-- What you will do --
From the opening line of the records through the line bearing "by one sweep.", set down every line exactly.

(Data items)
BEGIN
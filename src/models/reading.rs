use derive_more::Display;
use serde::{Deserialize, Serialize};

use crate::models::{
    battery::BatteryStatus, flight::FlightSummary, gps::GpsStatus, obstacle::ObstacleSummary,
    vision::VisionStatus,
};
use crate::vendor::api::ProviderValue;

/// Logical sensor categories covered by one sweep.
#[derive(Debug, Clone, Copy, PartialEq, Eq, Hash, Serialize, Deserialize, Display)]
pub enum Category {
    #[display(fmt = "vision")]
    Vision,
    #[display(fmt = "obstacle")]
    Obstacle,
    #[display(fmt = "gps")]
    Gps,
    #[display(fmt = "battery")]
    Battery,
    #[display(fmt = "flight")]
    Flight,
}

impl Category {
    /// Every category in sweep order.
    pub const ALL: [Category; 5] = [
        Category::Vision,
        Category::Obstacle,
        Category::Gps,
        Category::Battery,
        Category::Flight,
    ];
}

/// Whether a reading carries live data, and if not, why.
#[derive(Debug, Clone, PartialEq, Eq, Serialize, Deserialize)]
pub enum Availability {
    /// Fresh data from the provider.
    Live,
    /// No active device at sweep start; no provider was called.
    Disconnected,
    /// Every candidate operation was exhausted without an answer.
    Unavailable,
    /// An operation was located and invoked but the vendor runtime
    /// raised; the message is retained for diagnostics.
    Error(String),
}

impl Availability {
    pub fn is_live(&self) -> bool {
        matches!(self, Availability::Live)
    }

    /// Placeholder status text for readings that carry no data.
    pub fn label(&self) -> String {
        match self {
            Availability::Live => "live".to_string(),
            Availability::Disconnected => "disconnected".to_string(),
            Availability::Unavailable => "unavailable".to_string(),
            Availability::Error(message) => format!("error: {}", message),
        }
    }
}

impl std::fmt::Display for Availability {
    fn fmt(&self, f: &mut std::fmt::Formatter<'_>) -> std::fmt::Result {
        write!(f, "{}", self.label())
    }
}

/// One delivered result for one category. Produced fresh each tick,
/// immutable once constructed, discarded after delivery.
#[derive(Debug, Clone, PartialEq, Serialize, Deserialize)]
pub enum SensorReading {
    Vision(VisionStatus),
    Obstacle(ObstacleSummary),
    Gps(GpsStatus),
    Battery(BatteryStatus),
    Flight(FlightSummary),
}

impl SensorReading {
    /// Build the no-data reading for a category.
    pub fn offline(category: Category, availability: Availability) -> Self {
        match category {
            Category::Vision => SensorReading::Vision(VisionStatus::offline(availability)),
            Category::Obstacle => SensorReading::Obstacle(ObstacleSummary::offline(availability)),
            Category::Gps => SensorReading::Gps(GpsStatus::offline(availability)),
            Category::Battery => SensorReading::Battery(BatteryStatus::offline(availability)),
            Category::Flight => SensorReading::Flight(FlightSummary::offline(availability)),
        }
    }

    pub fn category(&self) -> Category {
        match self {
            SensorReading::Vision(_) => Category::Vision,
            SensorReading::Obstacle(_) => Category::Obstacle,
            SensorReading::Gps(_) => Category::Gps,
            SensorReading::Battery(_) => Category::Battery,
            SensorReading::Flight(_) => Category::Flight,
        }
    }

    pub fn availability(&self) -> &Availability {
        match self {
            SensorReading::Vision(status) => &status.availability,
            SensorReading::Obstacle(status) => &status.availability,
            SensorReading::Gps(status) => &status.availability,
            SensorReading::Battery(status) => &status.availability,
            SensorReading::Flight(status) => &status.availability,
        }
    }

    pub fn status(&self) -> &str {
        match self {
            SensorReading::Vision(status) => &status.status,
            SensorReading::Obstacle(status) => &status.status,
            SensorReading::Gps(status) => &status.status,
            SensorReading::Battery(status) => &status.status,
            SensorReading::Flight(status) => &status.status,
        }
    }
}

impl From<ProviderValue> for SensorReading {
    fn from(value: ProviderValue) -> Self {
        match value {
            ProviderValue::Vision(sample) => SensorReading::Vision(VisionStatus::from(&sample)),
            ProviderValue::Obstacle(sample) => {
                SensorReading::Obstacle(ObstacleSummary::from(&sample))
            }
            ProviderValue::Gps(sample) => SensorReading::Gps(GpsStatus::from(&sample)),
            ProviderValue::Battery(sample) => SensorReading::Battery(BatteryStatus::from(&sample)),
            ProviderValue::Flight(sample) => SensorReading::Flight(FlightSummary::from(&sample)),
        }
    }
}

impl std::fmt::Display for SensorReading {
    fn fmt(&self, f: &mut std::fmt::Formatter<'_>) -> std::fmt::Result {
        write!(f, "[{}] {}", self.category(), self.status())
    }
}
END
-- The completed task --
filename src/models/reading.rs
use derive_more::Display;
use serde::{Deserialize, Serialize};

use crate::models::{
    battery::BatteryStatus, flight::FlightSummary, gps::GpsStatus, obstacle::ObstacleSummary,
    vision::VisionStatus,
};
use crate::vendor::api::ProviderValue;

/// Logical sensor categories covered by one sweep.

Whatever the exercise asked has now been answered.